Tom Kha Gai is one of our favorite quick to make meals. It is so creamy and tangy, just typing this makes me want to whip up a pot of it! We first had this delicious soup with friends at a Thai restaurant 5 or 6 years ago. We had never really had Thai food because the first time we tried it as a married couple, my husband got food poisoning and swore off Thai food. Fast forward 15 years later and we got invited to dinner and tried it again! I am so thankful we did try it because so many of the options in Thai cooking are gluten-free.
When I make Tom Kha Gai, we usually arm wrestle a little over who gets the leftovers. I also love that you can change the protein you add to the soup based on what you have and or are in the mood for. I always put chicken breast in the soup and that is how I have had it at restaurants too. This time I added pink shrimp. I have also added scallops or crab meat. If you add scallops, be sure not to overcook them as they get rubbery.
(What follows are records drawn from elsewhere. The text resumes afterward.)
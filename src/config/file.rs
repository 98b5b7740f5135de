//! Configuration file loading and discovery.
//!
//! Supports loading configuration from YAML files with automatic discovery.

use super::types::AppConfig;
use std::path::{Path, PathBuf};

// ============================================================================
// Configuration File Discovery
// ============================================================================

/// Standard config file names to search for.
pub const CONFIG_FILE_NAMES: &[&str] = &[
    ".reactivate.yaml",
    ".reactivate.yml",
    "reactivate.yaml",
    "reactivate.yml",
];

/// Discover a config file by searching standard locations.
///
/// Search order:
/// 1. Explicit path if provided
/// 2. Current directory
/// 3. Git repository root (if in a repo)
/// 4. User config directory (~/.config/reactivate/)
/// 5. Home directory
#[must_use]
pub fn discover_config_file(explicit_path: Option<&Path>) -> Option<PathBuf> {
    if let Some(path) = explicit_path {
        if path.exists() {
            return Some(path.to_path_buf());
        }
    }

    let cwd = std::env::current_dir().ok();
    if let Some(path) = cwd.as_deref().and_then(find_config_in_dir) {
        return Some(path);
    }

    if let Some(path) = find_git_root().as_deref().and_then(find_config_in_dir) {
        return Some(path);
    }

    if let Some(path) = dirs::config_dir()
        .map(|dir| dir.join("reactivate"))
        .as_deref()
        .and_then(find_config_in_dir)
    {
        return Some(path);
    }

    dirs::home_dir().as_deref().and_then(find_config_in_dir)
}

/// Directories searched for a config file, in order.
#[must_use]
pub fn search_paths() -> Vec<PathBuf> {
    [
        std::env::current_dir().ok(),
        find_git_root(),
        dirs::config_dir().map(|p| p.join("reactivate")),
        dirs::home_dir(),
    ]
    .into_iter()
    .flatten()
    .collect()
}

/// Find a config file in a specific directory.
fn find_config_in_dir(dir: &Path) -> Option<PathBuf> {
    CONFIG_FILE_NAMES
        .iter()
        .map(|name| dir.join(name))
        .find(|path| path.exists())
}

/// Find the git repository root by walking up the directory tree.
fn find_git_root() -> Option<PathBuf> {
    let cwd = std::env::current_dir().ok()?;
    let mut current = cwd.as_path();

    loop {
        if current.join(".git").exists() {
            return Some(current.to_path_buf());
        }
        current = current.parent()?;
    }
}

// ============================================================================
// Configuration File Loading
// ============================================================================

/// Error type for config file operations.
#[derive(Debug)]
pub enum ConfigFileError {
    /// File not found
    NotFound(PathBuf),
    /// IO error reading file
    Io(std::io::Error),
    /// YAML parsing error
    Parse(serde_yaml::Error),
}

impl std::fmt::Display for ConfigFileError {
    fn fmt(&self, f: &mut std::fmt::Formatter<'_>) -> std::fmt::Result {
        match self {
            Self::NotFound(path) => {
                write!(f, "Config file not found: {}", path.display())
            }
            Self::Io(e) => write!(f, "Failed to read config file: {e}"),
            Self::Parse(e) => write!(f, "Failed to parse config file: {e}"),
        }
    }
}

impl std::error::Error for ConfigFileError {
    fn source(&self) -> Option<&(dyn std::error::Error + 'static)> {
        match self {
            Self::NotFound(_) => None,
            Self::Io(e) => Some(e),
            Self::Parse(e) => Some(e),
        }
    }
}

impl From<std::io::Error> for ConfigFileError {
    fn from(err: std::io::Error) -> Self {
        Self::Io(err)
    }
}

impl From<serde_yaml::Error> for ConfigFileError {
    fn from(err: serde_yaml::Error) -> Self {
        Self::Parse(err)
    }
}

/// Load an `AppConfig` from a YAML file.
pub fn load_config_file(path: &Path) -> Result<AppConfig, ConfigFileError> {
    if !path.exists() {
        return Err(ConfigFileError::NotFound(path.to_path_buf()));
    }

    let content = std::fs::read_to_string(path)?;
    let config: AppConfig = serde_yaml::from_str(&content)?;
    Ok(config)
}

/// Load config from discovered file, or return default.
#[must_use]
pub fn load_or_default(explicit_path: Option<&Path>) -> (AppConfig, Option<PathBuf>) {
    discover_config_file(explicit_path).map_or_else(
        || (AppConfig::default(), None),
        |path| match load_config_file(&path) {
            Ok(config) => {
                tracing::debug!("Loaded config from {}", path.display());
                (config, Some(path))
            }
            Err(e) => {
                tracing::warn!("Failed to load config from {}: {}", path.display(), e);
                (AppConfig::default(), None)
            }
        },
    )
}

// ============================================================================
// Configuration Merging
// ============================================================================

/// Settings given on the command line. `None` keeps the file value.
#[derive(Debug, Clone, Default, PartialEq, Eq)]
pub struct ConfigOverrides {
    pub default_intensity: Option<u8>,
    pub theme: Option<String>,
    pub tick_interval_ms: Option<u64>,
    pub show_footer: Option<bool>,
}

impl AppConfig {
    /// Apply command-line settings on top of this config.
    pub fn apply_overrides(&mut self, overrides: &ConfigOverrides) {
        if let Some(intensity) = overrides.default_intensity {
            self.assessment.default_intensity = intensity;
        }
        if let Some(theme) = &overrides.theme {
            self.tui.theme.clone_from(theme);
        }
        if let Some(ms) = overrides.tick_interval_ms {
            self.timer.tick_interval_ms = ms;
        }
        if let Some(show) = overrides.show_footer {
            self.tui.show_footer = show;
        }
    }

    /// Load from file and apply CLI overrides.
    #[must_use]
    pub fn from_file_with_overrides(
        config_path: Option<&Path>,
        overrides: &ConfigOverrides,
    ) -> (Self, Option<PathBuf>) {
        let (mut config, loaded_from) = load_or_default(config_path);
        config.apply_overrides(overrides);
        (config, loaded_from)
    }
}

// ============================================================================
// Example Config Generation
// ============================================================================

/// Generate a commented example config with all options.
#[must_use]
pub fn generate_full_example_config() -> String {
    r"# ReActivate Configuration File
# ==============================
#
# Place it at:
#   - .reactivate.yaml in the current directory or repository root
#   - ~/.config/reactivate/reactivate.yaml for global config
#
# CLI arguments always override file settings.

# Onboarding defaults
assessment:
  # Starting position of the training intensity slider (1-10)
  default_intensity: 7

# Options offered on the onboarding screen
catalog:
  body_areas:
    - Legs
    - Back
    - Shoulders
    - Arms
    - Core
    - Neck
  equipment:
    - Foam Roller
    - Resistance Bands
    - Massage Ball
    - Ice Bath
    - Heating Pad
    - Yoga Mat

# Exercise timer
timer:
  # Milliseconds per displayed second
  tick_interval_ms: 1000

# TUI configuration
tui:
  # Theme: dark, light, high-contrast
  theme: dark
  # Terminal event poll interval in milliseconds
  tick_rate_ms: 250
  show_footer: true
"
    .to_string()
}

// ============================================================================
// Tests
// ============================================================================

#[cfg(test)]
mod tests {
    use super::*;
    use crate::config::{DEFAULT_INTENSITY, DEFAULT_THEME, DEFAULT_TICK_INTERVAL_MS};
    use tempfile::TempDir;

    #[test]
    fn test_find_config_in_dir() {
        let tmp = TempDir::new().unwrap();
        let config_path = tmp.path().join(".reactivate.yaml");
        std::fs::write(&config_path, "assessment:\n  default_intensity: 3\n").unwrap();

        let found = find_config_in_dir(tmp.path());
        assert_eq!(found, Some(config_path));
    }

    #[test]
    fn test_find_config_in_dir_not_found() {
        let tmp = TempDir::new().unwrap();
        assert_eq!(find_config_in_dir(tmp.path()), None);
    }

    #[test]
    fn test_load_config_file() {
        let tmp = TempDir::new().unwrap();
        let config_path = tmp.path().join("config.yaml");

        let yaml = r"
assessment:
  default_intensity: 9
catalog:
  equipment:
    - Kettlebell
tui:
  theme: light
";
        std::fs::write(&config_path, yaml).unwrap();

        let config = load_config_file(&config_path).unwrap();
        assert_eq!(config.assessment.default_intensity, 9);
        assert_eq!(config.catalog.equipment, vec!["Kettlebell"]);
        // Unspecified lists keep their defaults
        assert_eq!(config.catalog.body_areas.len(), 6);
        assert_eq!(config.tui.theme, "light");
        assert_eq!(config.timer.tick_interval_ms, 1000);
    }

    #[test]
    fn test_load_config_file_not_found() {
        let result = load_config_file(Path::new("/nonexistent/reactivate.yaml"));
        assert!(matches!(result, Err(ConfigFileError::NotFound(_))));
    }

    #[test]
    fn test_load_config_file_bad_yaml() {
        let tmp = TempDir::new().unwrap();
        let config_path = tmp.path().join("config.yaml");
        std::fs::write(&config_path, "assessment: [not, a, map]\n").unwrap();
        assert!(matches!(
            load_config_file(&config_path),
            Err(ConfigFileError::Parse(_))
        ));
    }

    #[test]
    fn test_apply_overrides_only_touches_given_fields() {
        let mut config = AppConfig::builder().theme("light").tick_interval_ms(500).build();
        config.apply_overrides(&ConfigOverrides {
            default_intensity: Some(2),
            ..ConfigOverrides::default()
        });

        assert_eq!(config.assessment.default_intensity, 2);
        assert_eq!(config.tui.theme, "light");
        assert_eq!(config.timer.tick_interval_ms, 500);
        assert!(config.tui.show_footer);
    }

    #[test]
    fn test_override_equal_to_default_still_wins() {
        let mut config = AppConfig::builder()
            .default_intensity(3)
            .tick_interval_ms(200)
            .theme("high-contrast")
            .build();
        config.apply_overrides(&ConfigOverrides {
            default_intensity: Some(DEFAULT_INTENSITY),
            theme: Some(DEFAULT_THEME.to_string()),
            tick_interval_ms: Some(DEFAULT_TICK_INTERVAL_MS),
            show_footer: Some(true),
        });

        assert_eq!(config.assessment.default_intensity, DEFAULT_INTENSITY);
        assert_eq!(config.tui.theme, DEFAULT_THEME);
        assert_eq!(config.timer.tick_interval_ms, DEFAULT_TICK_INTERVAL_MS);
    }

    #[test]
    fn test_full_example_config_parses() {
        let config: AppConfig = serde_yaml::from_str(&generate_full_example_config()).unwrap();
        assert_eq!(config, AppConfig::default());
    }

    #[test]
    fn test_discover_explicit_path() {
        let tmp = TempDir::new().unwrap();
        let config_path = tmp.path().join("custom-config.yaml");
        std::fs::write(&config_path, "tui:\n  theme: dark\n").unwrap();

        let discovered = discover_config_file(Some(&config_path));
        assert_eq!(discovered, Some(config_path));
    }
}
Tom Kha Gai means Chicken Galangal soup according to Wikipedia. In Thailand, most tom kha gai recipes typically include coconut milk, galangal, kaffir lime leaves, lemongrass, Thai chili peppers, coriander (or dill weed), straw mushrooms (or shiitake or other mushrooms), chicken, fish sauce, and lime juice.
Here are a few items that may help you make this delicious soup!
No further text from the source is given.